In Starbev GP Ltd v Interbrew Central European Holding BV [2013] EWHC 4038 (Comm), the Commercial Court held that litigation was not in reasonable prospect at the time a third-party bank’s reports were prepared.
The bank had been instructed to investigate what were mere suspicions on the part of the defendant; unless and until that investigation confirmed there was substance to the suspicions, there was no real reason to anticipate litigation.
That contrasts with previous authorities where the court was prepared to find that litigation was in reasonable prospect
when a report was prepared even though, depending on its conclusions, a dispute may
or may not ultimately arise
(for example Westminster International BV v Dornoch Ltd [2009] EWCA Civ 1323). It seems to come down to the likelihood, at the time the report was obtained, that its conclusions would lead to a dispute.
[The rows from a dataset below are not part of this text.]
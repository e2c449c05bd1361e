/// Byte range of a tag within the template it was parsed from.
#[cfg_attr(feature = "serde", derive(serde::Serialize, serde::Deserialize))]
#[derive(Debug, Copy, Clone, PartialEq, Eq, Hash, Default)]
pub struct Span {
    pub start: usize,
    pub end: usize,
}

impl Span {
    pub const fn new(start: usize, end: usize) -> Self {
        Self { start, end }
    }

    pub const fn len(&self) -> usize {
        self.end.saturating_sub(self.start)
    }

    pub const fn is_empty(&self) -> bool {
        self.len() == 0
    }
}

/// A single element of a parsed template.
///
/// The AST is flat: blocks are not nested structurally, instead an opening
/// [`Node::Helper`] or [`Node::Partial`] is paired with the later
/// [`Node::Close`] carrying the same `key` and `depth`.
#[cfg_attr(feature = "serde", derive(serde::Serialize, serde::Deserialize))]
#[cfg_attr(feature = "serde", serde(tag = "type", rename_all = "snake_case"))]
#[derive(Debug, Clone, PartialEq, Eq, Hash)]
pub enum Node {
    /// Literal text copied verbatim into the output.
    Text { text: String },
    /// An HTML escaped interpolation, `{{ name }}`.
    Variable {
        key: String,
        tag: String,
        span: Span,
        /// Anything trailing the key inside the tag.
        addition: Option<String>,
    },
    /// An unescaped interpolation, `{{{ name }}}`.
    Raw { key: String, tag: String, span: Span },
    /// A partial inclusion, `{{> name a = 1}}`.
    Partial {
        key: String,
        tag: String,
        span: Span,
        depth: usize,
        addition: Option<String>,
    },
    /// A helper invocation, `{{#name args}}`.
    Helper {
        key: String,
        tag: String,
        span: Span,
        depth: usize,
        addition: Option<String>,
    },
    /// Terminates the helper or partial block with the same key and depth.
    Close {
        key: String,
        tag: String,
        span: Span,
        depth: usize,
    },
    /// `{{! ... }}` or `{{!-- ... --}}`, never rendered.
    Comment { key: String, tag: String, span: Span },
}

impl Node {
    pub fn text<T: Into<String>>(text: T) -> Self {
        Self::Text { text: text.into() }
    }

    /// The key of a tag node, `None` for text.
    pub fn key(&self) -> Option<&str> {
        match self {
            Self::Text { .. } => None,
            Self::Variable { key, .. }
            | Self::Raw { key, .. }
            | Self::Partial { key, .. }
            | Self::Helper { key, .. }
            | Self::Close { key, .. }
            | Self::Comment { key, .. } => Some(key),
        }
    }

    pub fn span(&self) -> Option<Span> {
        match self {
            Self::Text { .. } => None,
            Self::Variable { span, .. }
            | Self::Raw { span, .. }
            | Self::Partial { span, .. }
            | Self::Helper { span, .. }
            | Self::Close { span, .. }
            | Self::Comment { span, .. } => Some(*span),
        }
    }

    /// The raw argument text following the key, if any.
    pub fn addition(&self) -> Option<&str> {
        match self {
            Self::Variable { addition, .. }
            | Self::Partial { addition, .. }
            | Self::Helper { addition, .. } => addition.as_deref(),
            Self::Text { .. } | Self::Raw { .. } | Self::Close { .. } | Self::Comment { .. } => {
                None
            }
        }
    }

    /// Whether this node opens a block that a [`Node::Close`] may terminate.
    pub const fn is_block_open(&self) -> bool {
        matches!(self, Self::Helper { .. } | Self::Partial { .. })
    }

    pub const fn is_close(&self) -> bool {
        matches!(self, Self::Close { .. })
    }

    /// A bare variable such as `{{else}}` or `{{$block}}`.
    pub fn is_reserved(&self, word: &str) -> bool {
        matches!(self, Self::Variable { key, addition: None, .. } if key == word)
    }

    /// Whether this is the close tag for a block opened with `key` at `depth`.
    pub fn closes(&self, key: &str, depth: usize) -> bool {
        matches!(self, Self::Close { key: k, depth: d, .. } if k == key && *d == depth)
    }
}
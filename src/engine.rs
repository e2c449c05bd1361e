use std::collections::HashMap;
use std::fmt;

use serde_json::Value;

use crate::ast::Node;
use crate::config::Syntax;
use crate::diagnostic::{Diagnostic, DiagnosticHandler};
use crate::error::{ParseError, TagweaveError, TagweaveResult};
use crate::helpers::{self, Assign};
use crate::interface::{FnHelper, Helper};
use crate::parser;
use crate::partial::{Partial, PartialSource};
use crate::template::Template;
use crate::value::{escape_html, get_value, stringify};

/// Placeholder inside a partial that receives the content enclosed by the
/// partial tag at the call site.
pub(crate) const BLOCK: &str = "$block";

/// `Engine` owns the syntax, the helper registry and the partial registry,
/// and renders parsed templates against JSON data.
///
/// A new engine already knows the built-in helpers `if`, `each` (also
/// available as `for`), `with`, `set` and `default`.
///
/// # Examples
///
/// ```
/// use serde_json::json;
/// use tagweave::Engine;
///
/// let mut engine = Engine::new();
/// engine.register_partial("greeting", "Hello, {{ name }}!");
///
/// let output = engine
///     .render("{{#if name}}{{> greeting}}{{/greeting}}{{else}}Who?{{/if}}", &json!({"name": "World"}))
///     .unwrap();
/// assert_eq!(output, "Hello, World!");
/// ```
pub struct Engine {
    syntax: Syntax,
    helpers: HashMap<String, Box<dyn Helper>>,
    partials: HashMap<String, Partial>,
    on_diagnostic: Option<Box<DiagnosticHandler>>,
}
//! Resolution of paths and literals against a data context, and the string
//! forms values take when interpolated.

use std::borrow::Cow;

use serde_json::{Number, Value};

/// Resolves a tag argument against `data`.
///
/// Quoted text (`'...'` or `"..."`) is a string literal, anything that parses
/// as a finite number is a number and `true`/`false` are booleans. Everything
/// else is treated as a path and looked up with [`resolve`].
pub fn get_value<'a>(path: &str, data: &'a Value) -> Option<Cow<'a, Value>> {
    let path = path.trim();
    if let Some(literal) = unquote(path) {
        return Some(Cow::Owned(Value::String(literal.to_string())));
    }
    if let Some(number) = parse_number(path) {
        return Some(Cow::Owned(Value::Number(number)));
    }
    match path {
        "true" => Some(Cow::Owned(Value::Bool(true))),
        "false" => Some(Cow::Owned(Value::Bool(false))),
        _ => resolve(path, data).map(Cow::Borrowed),
    }
}

/// Walks `data` along the segments of `path`.
///
/// Segments are runs of word characters, so `user.tags[1]`, `user.tags.1`
/// and `user tags 1` all address the same value. Objects are indexed by key
/// and arrays by position; any other intermediate value ends the walk.
pub fn resolve<'a>(path: &str, data: &'a Value) -> Option<&'a Value> {
    let mut segments = path_segments(path).peekable();
    segments.peek()?;
    segments.try_fold(data, |current, segment| match current {
        Value::Object(map) => map.get(segment),
        Value::Array(items) => segment.parse::<usize>().ok().and_then(|i| items.get(i)),
        Value::Null | Value::Bool(_) | Value::Number(_) | Value::String(_) => None,
    })
}

fn path_segments(path: &str) -> impl Iterator<Item = &str> {
    path.split(|c: char| !is_word_char(c))
        .filter(|segment| !segment.is_empty())
}

pub(crate) fn is_word_char(c: char) -> bool {
    c.is_alphanumeric() || c == '_' || c == '$'
}

/// Strips matching single or double quotes.
pub(crate) fn unquote(s: &str) -> Option<&str> {
    ['\'', '"'].into_iter().find_map(|quote| {
        s.strip_prefix(quote)
            .and_then(|rest| rest.strip_suffix(quote))
            .filter(|inner| !inner.contains(quote))
    })
}

fn parse_number(s: &str) -> Option<Number> {
    if s.is_empty() {
        return None;
    }
    if let Ok(int) = s.parse::<i64>() {
        return Some(Number::from(int));
    }
    s.parse::<f64>()
        .ok()
        .filter(|f| f.is_finite())
        .and_then(Number::from_f64)
}

/// Truthiness used by conditionals: `null`, `false`, zero, empty strings and
/// empty arrays are false.
pub fn is_truthy(value: &Value) -> bool {
    match value {
        Value::Null => false,
        Value::Bool(b) => *b,
        Value::Number(n) => n.as_f64().is_some_and(|f| f != 0.0),
        Value::String(s) => !s.is_empty(),
        Value::Array(items) => !items.is_empty(),
        Value::Object(_) => true,
    }
}

/// The text a value renders as. `null` renders as nothing, strings render
/// without quotes and containers render as JSON.
pub fn stringify(value: &Value) -> String {
    match value {
        Value::Null => String::new(),
        Value::Bool(b) => b.to_string(),
        Value::Number(n) => n.to_string(),
        Value::String(s) => s.clone(),
        Value::Array(_) | Value::Object(_) => value.to_string(),
    }
}

/// Escapes the HTML special characters. `&` is handled in the same pass as
/// the others so entities produced here are never escaped twice.
pub fn escape_html(s: &str) -> String {
    let mut out = String::with_capacity(s.len());
    for ch in s.chars() {
        match ch {
            '&' => out.push_str("&amp;"),
            '<' => out.push_str("&lt;"),
            '>' => out.push_str("&gt;"),
            '"' => out.push_str("&quot;"),
            '\'' => out.push_str("&#39;"),
            c => out.push(c),
        }
    }
    out
}

/// Splits `input` on separator characters that are not inside quotes.
/// Quotes are kept on the returned pieces and empty pieces are dropped.
pub(crate) fn split_quoted(input: &str, is_separator: impl Fn(char) -> bool) -> Vec<&str> {
    let mut pieces = Vec::new();
    let mut quote: Option<char> = None;
    let mut start = 0;

    for (i, c) in input.char_indices() {
        match quote {
            Some(q) if c == q => quote = None,
            Some(_) => {}
            None if c == '\'' || c == '"' => quote = Some(c),
            None if is_separator(c) => {
                if let Some(piece) = input.get(start..i).filter(|p| !p.is_empty()) {
                    pieces.push(piece);
                }
                start = i.saturating_add(c.len_utf8());
            }
            None => {}
        }
    }
    if let Some(piece) = input.get(start..).filter(|p| !p.is_empty()) {
        pieces.push(piece);
    }
    pieces
}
Also, in Starbev, it was noted that the defendant’s lawyers had not yet advised of the need to preserve disclosable documents. That was relevant in light of the e-disclosure practice direction (CPR 31BPD), which states
that “as soon as litigation is contemplated”, the parties’ legal representatives must notify their clients of the need to preserve disclosable documents.
In theory, there is no requirement that litigation was ever commenced, so long as it was reasonably in prospect at the time in question. However, it seems in practice, the court
may be more sceptical where proceedings are not commenced for some time.
In Rawlinson and Hunter Trustees SA & Ors v Akers & Anr [2014] EWCA Civ 136, the court said the fact that no proceedings had been initiated almost three years after the date of the report pointed strongly against the suggestion that litigation was reasonably in prospect when it was prepared.
Even if the court is satisfied that litigation is in reasonable prospect, a party must still establish that the document was prepared for the dominant purpose of litigation. This is notoriously difficult. In Rawlinson, the Court of Appeal said the judge was right to emphasise that the mere fact a document is produced for the purpose of litigation is not sufficient to found a claim for litigation privilege.
The court also rejected a claim to litigation privilege for reports obtained by liquidators because “in circumstances which call for clarity and precision” they “made no effort to grapple with the obvious need to establish which of dual or even multiple purposes was dominant if a plausible claim to privilege was to be made out”.
Contemporary indications of a document’s purpose are also likely to be highly relevant. In Starbev, for instance, it was significant that there was no mention of anticipated litigation in the third party’s retainer letter or instructions.
The Irish courts have recently gone a step further. In University College Cork v Electricity Supply Board [2014] IEHC 135, the High Court found that the principle “once privileged, always privileged” did not apply to litigation privilege, so that the privilege would not automatically extend beyond the final determination of the litigation.
The court adopted the approach taken in Canada and departed from English authority, in particular the Court of Appeal judgment in The Aegis Blaze [1986] 1 Lloyd’s Rep 203, which the judge said did not distinguish between the policy underlying litigation privilege as distinct from legal advice privilege.